First, Cloud Peak has ramped up its export volumes. Last summer, Cloud Peak signed long-term contracts to boost the company’s exports through the Westshore coal terminal in southwestern British Columbia. At the time, Cloud Peak crowed about getting port space on the cheap. But so far it has been an expensive purchase: international coal prices have fallen so low that the company now loses about $8 for every ton of coal it ships overseas. So for the foreseeable future, higher export volumes will lead to steeper losses.

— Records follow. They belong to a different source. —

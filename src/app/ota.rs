//! Pull-based firmware update from the firmware server.
//!
//! ```text
//! Idle ─▶ CheckingVersion ─(not newer)─▶ Idle
//!               │ newer
//!               ▼
//!          Downloading ─▶ Writing ─▶ Finalizing ─▶ Rebooting
//!               └───────────┴───────────┴──▶ Aborted ─▶ Idle
//! ```
//!
//! Every step reports over the command channel as `OK UPDATE:<name> ...` or
//! `ERR UPDATE:<name> <reason>`.  Failures never reboot: the running
//! firmware stays in place and the updater returns to `Idle`.  Rebooting
//! after a successful install is left to the caller, which owns the device
//! record.

use core::fmt;

use log::{info, warn};

use crate::diagnostics::{Statistics, StatsBuilder};
use crate::version::{self, FIRMWARE_VERSION};

use super::ports::{CommandChannelPort, FlashError, HttpError, HttpPort, Platform};

/// A version descriptor is a bare semver string.
const VERSION_BODY_LIMIT: usize = 64;

// ── Error type ────────────────────────────────────────────────

/// Why an update was abandoned.  `Display` is the text that follows
/// `ERR UPDATE:<name> ` on the command channel.
#[derive(Debug, Clone, PartialEq, Eq)]
pub enum OtaError {
    Download(HttpError),
    BadStatus(u16),
    NoSize,
    NotEnoughSpace,
    Flash(FlashError),
    SizeMismatch { written: usize, size: usize },
    FinalizeFailed(i32),
}

impl fmt::Display for OtaError {
    fn fmt(&self, f: &mut fmt::Formatter<'_>) -> fmt::Result {
        match self {
            Self::Download(e) => write!(f, "Abort, download failed: {}", e),
            Self::BadStatus(code) => write!(f, "Abort, HTTP status {}", code),
            Self::NoSize => write!(f, "Abort, no size"),
            Self::NotEnoughSpace => write!(f, "Abort, not enough space"),
            Self::Flash(e) => write!(f, "Abort, flash {}", e),
            Self::SizeMismatch { written, size } => {
                write!(f, "Abort, written:{} size:{}", written, size)
            }
            Self::FinalizeFailed(code) => write!(f, "Abort finish failed: {}", code),
        }
    }
}

// ── State machine ─────────────────────────────────────────────

#[derive(Debug, Clone, Copy, PartialEq, Eq)]
pub enum UpdateState {
    Idle,
    CheckingVersion,
    Downloading,
    Writing,
    Finalizing,
    Rebooting,
    Aborted,
}

/// Transient bookkeeping of one download.  Never persisted.
#[derive(Debug, Clone, Default, PartialEq, Eq)]
pub struct UpdateSession {
    pub expected_size: usize,
    pub bytes_written: usize,
    pub last_error: Option<OtaError>,
}

/// Result of servicing one update request.
#[derive(Debug, Clone, PartialEq, Eq)]
pub enum UpdateOutcome {
    /// The server has nothing newer.
    NoUpdate,
    /// A new image was written and made bootable; the node should restart.
    Installed,
    /// The update was abandoned; the current firmware keeps running.
    Failed(OtaError),
}

// ── Updater ───────────────────────────────────────────────────

pub struct OtaUpdater {
    base_url: String,
    chunk_size: usize,
    local_version: String,
    state: UpdateState,
    session: Option<UpdateSession>,
    checks: u32,
    started: u32,
    failures: u32,
    last_error: Option<String>,
}

impl OtaUpdater {
    pub fn new(base_url: &str, chunk_size: usize) -> Self {
        Self {
            base_url: base_url.to_string(),
            chunk_size: chunk_size.max(1),
            local_version: FIRMWARE_VERSION.to_string(),
            state: UpdateState::Idle,
            session: None,
            checks: 0,
            started: 0,
            failures: 0,
            last_error: None,
        }
    }

    /// Compare against `local` instead of the compiled-in version.
    pub fn with_local_version(mut self, local: &str) -> Self {
        self.local_version = local.to_string();
        self
    }

    pub fn state(&self) -> UpdateState {
        self.state
    }

    pub fn session(&self) -> Option<&UpdateSession> {
        self.session.as_ref()
    }

    /// Handle one pending update request end to end.
    pub fn service(&mut self, hw: &mut impl Platform, name: &str) -> UpdateOutcome {
        if !self.check_version_available(hw, name) {
            hw.broadcast(&format!("OK UPDATE:{} No update available", name));
            self.state = UpdateState::Idle;
            return UpdateOutcome::NoUpdate;
        }
        match self.run(hw, name) {
            Ok(()) => UpdateOutcome::Installed,
            Err(e) => UpdateOutcome::Failed(e),
        }
    }

    /// `true` only when the server advertises a strictly newer version.
    /// Any network failure counts as "nothing available".
    pub fn check_version_available(&mut self, hw: &mut impl HttpPort, name: &str) -> bool {
        self.state = UpdateState::CheckingVersion;
        self.checks += 1;
        let url = format!("{}{}.version", self.base_url, name);
        let response = match hw.get(&url, VERSION_BODY_LIMIT) {
            Ok(r) => r,
            Err(e) => {
                warn!("OTA: version check {} failed: {}", url, e);
                self.state = UpdateState::Idle;
                return false;
            }
        };
        if response.status != 200 {
            warn!("OTA: version check {} returned {}", url, response.status);
            self.state = UpdateState::Idle;
            return false;
        }
        let body = String::from_utf8_lossy(&response.body);
        let remote = body.lines().next().unwrap_or_default().trim();
        let newer = !remote.is_empty() && version::is_newer(remote, &self.local_version);
        info!(
            "OTA: remote version '{}', local '{}', newer: {}",
            remote, self.local_version, newer
        );
        if !newer {
            self.state = UpdateState::Idle;
        }
        newer
    }

    /// Download and install with the default progress report: feed the
    /// watchdog and broadcast `OK UPDATE:<name> <written>/<total>`.
    pub fn run<H: Platform>(&mut self, hw: &mut H, name: &str) -> Result<(), OtaError> {
        let label = name.to_string();
        self.run_with_progress(hw, name, move |hw: &mut H, written, total| {
            hw.feed();
            hw.broadcast(&format!("OK UPDATE:{} {}/{}", label, written, total));
        })
    }

    /// Download `<base><name>.bin` into the inactive slot, calling
    /// `progress(hw, written, total)` after every chunk.
    ///
    /// The terminal `ERR` line is broadcast here before returning the error.
    pub fn run_with_progress<H, F>(&mut self, hw: &mut H, name: &str, progress: F) -> Result<(), OtaError>
    where
        H: Platform,
        F: FnMut(&mut H, usize, usize),
    {
        self.started += 1;
        self.session = Some(UpdateSession::default());
        let result = self.install(hw, name, progress);
        hw.close_stream();

        match &result {
            Ok(()) => {
                self.state = UpdateState::Rebooting;
                self.session = None;
            }
            Err(e) => {
                self.state = UpdateState::Aborted;
                self.failures += 1;
                self.last_error = Some(e.to_string());
                if let Some(s) = self.session.as_mut() {
                    s.last_error = Some(e.clone());
                }
                warn!("OTA: {}", e);
                hw.broadcast(&format!("ERR UPDATE:{} {}", name, e));
                self.session = None;
                self.state = UpdateState::Idle;
            }
        }
        result
    }

    pub fn statistics(&self) -> Statistics {
        StatsBuilder::new()
            .add("updateChecks", self.checks)
            .add("updatesStarted", self.started)
            .add("updateFailures", self.failures)
            .add("lastUpdateError", self.last_error.as_deref().unwrap_or("-"))
            .build()
    }

    // ── Internal ──────────────────────────────────────────────

    fn install<H, F>(&mut self, hw: &mut H, name: &str, mut progress: F) -> Result<(), OtaError>
    where
        H: Platform,
        F: FnMut(&mut H, usize, usize),
    {
        self.state = UpdateState::Downloading;
        let url = format!("{}{}.bin", self.base_url, name);
        info!("OTA: downloading {}", url);
        let head = hw.open_stream(&url).map_err(OtaError::Download)?;
        if head.status != 200 {
            return Err(OtaError::BadStatus(head.status));
        }
        hw.broadcast(&format!("OK UPDATE:{} Starting", name));

        let size = match head.content_length {
            Some(n) if n > 0 => n,
            _ => return Err(OtaError::NoSize),
        };
        hw.begin_update(size).map_err(|e| match e {
            FlashError::NoSpace => OtaError::NotEnoughSpace,
            other => OtaError::Flash(other),
        })?;
        self.state = UpdateState::Writing;
        if let Some(s) = self.session.as_mut() {
            s.expected_size = size;
        }

        let written = match self.stream_into_flash(hw, size, &mut progress) {
            Ok(n) => n,
            Err(e) => {
                hw.abort_update();
                return Err(e);
            }
        };
        if written != size {
            hw.abort_update();
            return Err(OtaError::SizeMismatch { written, size });
        }

        hw.broadcast(&format!("OK UPDATE:{} Finishing", name));
        self.state = UpdateState::Finalizing;
        hw.finalize_update().map_err(|e| match e {
            FlashError::FinalizeFailed(code) => OtaError::FinalizeFailed(code),
            other => OtaError::Flash(other),
        })?;
        hw.broadcast(&format!("OK UPDATE:{} Finished", name));
        info!("OTA: {} bytes installed", written);
        Ok(())
    }

    /// Copy the body into flash until `size` bytes arrived or the stream ends.
    fn stream_into_flash<H, F>(&mut self, hw: &mut H, size: usize, progress: &mut F) -> Result<usize, OtaError>
    where
        H: Platform,
        F: FnMut(&mut H, usize, usize),
    {
        let mut buf = vec![0u8; self.chunk_size];
        let mut written = 0usize;
        while written < size {
            let want = (size - written).min(buf.len());
            let n = match hw.read_stream(&mut buf[..want]) {
                Ok(0) => break,
                Ok(n) => n,
                Err(e) => {
                    warn!("OTA: stream read failed after {} bytes: {}", written, e);
                    break;
                }
            };
            hw.write_update(&buf[..n]).map_err(OtaError::Flash)?;
            written += n;
            if let Some(s) = self.session.as_mut() {
                s.bytes_written = written;
            }
            progress(hw, written, size);
        }
        Ok(written)
    }
}

// ── Boot validation ───────────────────────────────────────────

/// Mark the running image valid so the bootloader does not roll it back.
#[cfg(target_os = "espidf")]
pub fn check_rollback() {
    match esp_ota::mark_app_valid() {
        Ok(()) => info!("OTA: firmware marked valid (rollback cancelled)"),
        Err(e) => warn!("OTA: mark_app_valid failed: {:?}", e),
    }
}

#[cfg(not(target_os = "espidf"))]
pub fn check_rollback() {
    info!("OTA: rollback check (simulation): skipped");
}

Second, the steps that Cloud Peak took to protect itself against falling coal prices are coming to an end. Back in 2011 and 2012, when international coal prices were high, Cloud Peak locked in futures market “hedging” contracts that virtually guaranteed profits even if coal prices fell. From mid-2013 through late 2014, the gains from those hedges allowed the company’s export arm to claim a profit, even though they were losing money on actual coal sales. But those hedge positions are now running thin, and will be completely exhausted by the end of 2016. If the futures market is any guide to coal prices over the coming years, this means that the losses from Cloud Peak’s export arm will continue throughout 2015, and then deepen in 2016 and beyond.
In short, Cloud Peak’s gamble on Asian exports is looking more and more like a bad bet. The once-exuberant Pacific Rim coal market is in the doldrums, and looks poised to stay there. And the losses that Cloud Peak is now sustaining on its export strategy are weighing heavily on the company’s bottom line.